# Tutorial: Using the Amazon Glue Connector for Elasticsearch
<a name="tutorial-elastisearch-connector"></a>

Elasticsearch is a popular open-source search and analytics engine for use cases such as log analytics, real-time application monitoring, and clickstream analysis. You can use OpenSearch as a data store for your extract, transform, and load (ETL) jobs by configuring the Amazon Glue Connector for Elasticsearch in Amazon Glue Studio. This connector is available for free from [Amazon Web Services Marketplace](https://aws.amazon.com/marketplace/pp/prodview-v5ygernwn2gb6). 

**Note**  
 The [Amazon Web Services Marketplace Elasticsearch Spark Connector ](https://aws.amazon.com/marketplace/pp/B08PPT2V5J) has been deprecated. Please use the [Amazon Glue Connector for Elasticsearch ](https://aws.amazon.com/marketplace/pp/prodview-v5ygernwn2gb6) instead. 

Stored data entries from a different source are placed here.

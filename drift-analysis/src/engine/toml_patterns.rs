//! Declarative TOML pattern definitions — user-extensible without recompiling (AD3).
//!
//! Each `CompiledQuery` carries `cwe_ids: SmallVec<[u32; 2]>` and `owasp: Option<String>`.

use serde::{Deserialize, Serialize};
use smallvec::SmallVec;

use drift_core::errors::DetectionError;

use super::types::PatternCategory;

/// A TOML-defined pattern definition.
#[derive(Debug, Clone, Serialize, Deserialize)]
pub struct TomlPatternDef {
    pub id: String,
    pub name: String,
    pub description: Option<String>,
    pub category: String,
    pub pattern: String,
    #[serde(default)]
    pub node_types: Vec<String>,
    #[serde(default)]
    pub languages: Vec<String>,
    #[serde(default = "default_confidence")]
    pub confidence: f32,
    #[serde(default)]
    pub cwe_ids: Vec<u32>,
    pub owasp: Option<String>,
    #[serde(default)]
    pub enabled: Option<bool>,
}

fn default_confidence() -> f32 {
    0.70
}

/// A compiled query ready for matching.
#[derive(Debug, Clone)]
pub struct CompiledQuery {
    pub id: String,
    pub name: String,
    pub description: Option<String>,
    pub category: PatternCategory,
    pub regex: Option<regex::Regex>,
    pub node_types: Vec<String>,
    pub languages: Vec<String>,
    pub confidence: f32,
    pub cwe_ids: SmallVec<[u32; 2]>,
    pub owasp: Option<String>,
}

/// A collection of TOML pattern definitions.
#[derive(Debug, Clone, Serialize, Deserialize)]
pub struct TomlPatternFile {
    #[serde(default)]
    pub patterns: Vec<TomlPatternDef>,
}

/// Loader for TOML pattern definitions.
pub struct TomlPatternLoader;

impl TomlPatternLoader {
    /// Load patterns from a TOML string.
    pub fn load_from_str(toml_str: &str) -> Result<Vec<CompiledQuery>, DetectionError> {
        let file: TomlPatternFile = toml::from_str(toml_str).map_err(|e| {
            DetectionError::InvalidPattern(format!("TOML parse error: {e}"))
        })?;

        let mut queries = Vec::new();
        for def in file.patterns {
            if def.enabled == Some(false) {
                continue;
            }
            queries.push(Self::compile(def)?);
        }
        Ok(queries)
    }

    /// Load patterns from a file path.
    pub fn load_from_file(path: &std::path::Path) -> Result<Vec<CompiledQuery>, DetectionError> {
        let content = std::fs::read_to_string(path).map_err(|e| {
            DetectionError::InvalidPattern(format!("failed to read {}: {e}", path.display()))
        })?;
        Self::load_from_str(&content)
    }

    /// Compile a single pattern definition into a query.
    fn compile(def: TomlPatternDef) -> Result<CompiledQuery, DetectionError> {
        let category = PatternCategory::parse_str(&def.category).ok_or_else(|| {
            DetectionError::InvalidPattern(format!(
                "unknown category '{}' in pattern '{}'",
                def.category, def.id
            ))
        })?;

        let regex = if !def.pattern.is_empty() {
            Some(regex::Regex::new(&def.pattern).map_err(|e| {
                DetectionError::QueryCompilationFailed(format!(
                    "regex error in pattern '{}': {e}",
                    def.id
                ))
            })?)
        } else {
            None
        };

        let mut cwe_ids = SmallVec::new();
        for id in &def.cwe_ids {
            cwe_ids.push(*id);
        }

        Ok(CompiledQuery {
            id: def.id,
            name: def.name,
            description: def.description,
            category,
            regex,
            node_types: def.node_types,
            languages: def.languages,
            confidence: def.confidence,
            cwe_ids,
            owasp: def.owasp,
        })
    }
}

 In this tutorial, we will show how to connect to your Amazon OpenSearch Service nodes with a minimal number of steps. 

**Topics**
+ [Prerequisites](#tutorial-prerequisites)
+ [Step 1: (Optional) Create an Amazon secret for your OpenSearch cluster information](#tutorial-step1)
+ [Step 2: Subscribe to the connector](#tutorial-step2)
+ [Step 3: Activate the connector in Amazon Glue Studio and create a connection](#tutorial-step3)
+ [Step 4: Configure an IAM role for your ETL job](#tutorial-step4)
+ [Step 5: Create a job that uses the OpenSearch connection](#tutorial-step5)
+ [Step 6: Run the job](#tutorial-step6)

## Prerequisites
<a name="tutorial-prerequisites"></a>

To use this tutorial, you must have the following:
+ Access to Amazon Glue Studio
+ Access to an OpenSearch cluster in the Amazon Cloud
+ (Optional) Access to Amazon Secrets Manager.

## Step 1: (Optional) Create an Amazon secret for your OpenSearch cluster information
<a name="tutorial-step1"></a>

 To safely store and use your connection credential, save your credential in Amazon Secrets Manager. The secret you create will be used later in the tutorial by the connection. The credential key-value pairs will be fed into the Amazon Glue Connector for Elasticsearch as normal connection options. 

For more information about creating secrets, see [Creating and Managing Secrets with Amazon Secrets Manager](https://docs.amazonaws.cn/secretsmanager/latest/userguide/managing-secrets.html) in the *Amazon Secrets Manager User Guide*.

**To create an Amazon secret**

1. Sign in to the [Amazon Secrets Manager console](https://console.amazonaws.cn/secretsmanager/).

1. On either the service introduction page or the **Secrets** list page, choose **Store a new secret**.

1. On the **Store a new secret** page, choose **Other type of secret**. This option means that you must supply the structure and details of your secret.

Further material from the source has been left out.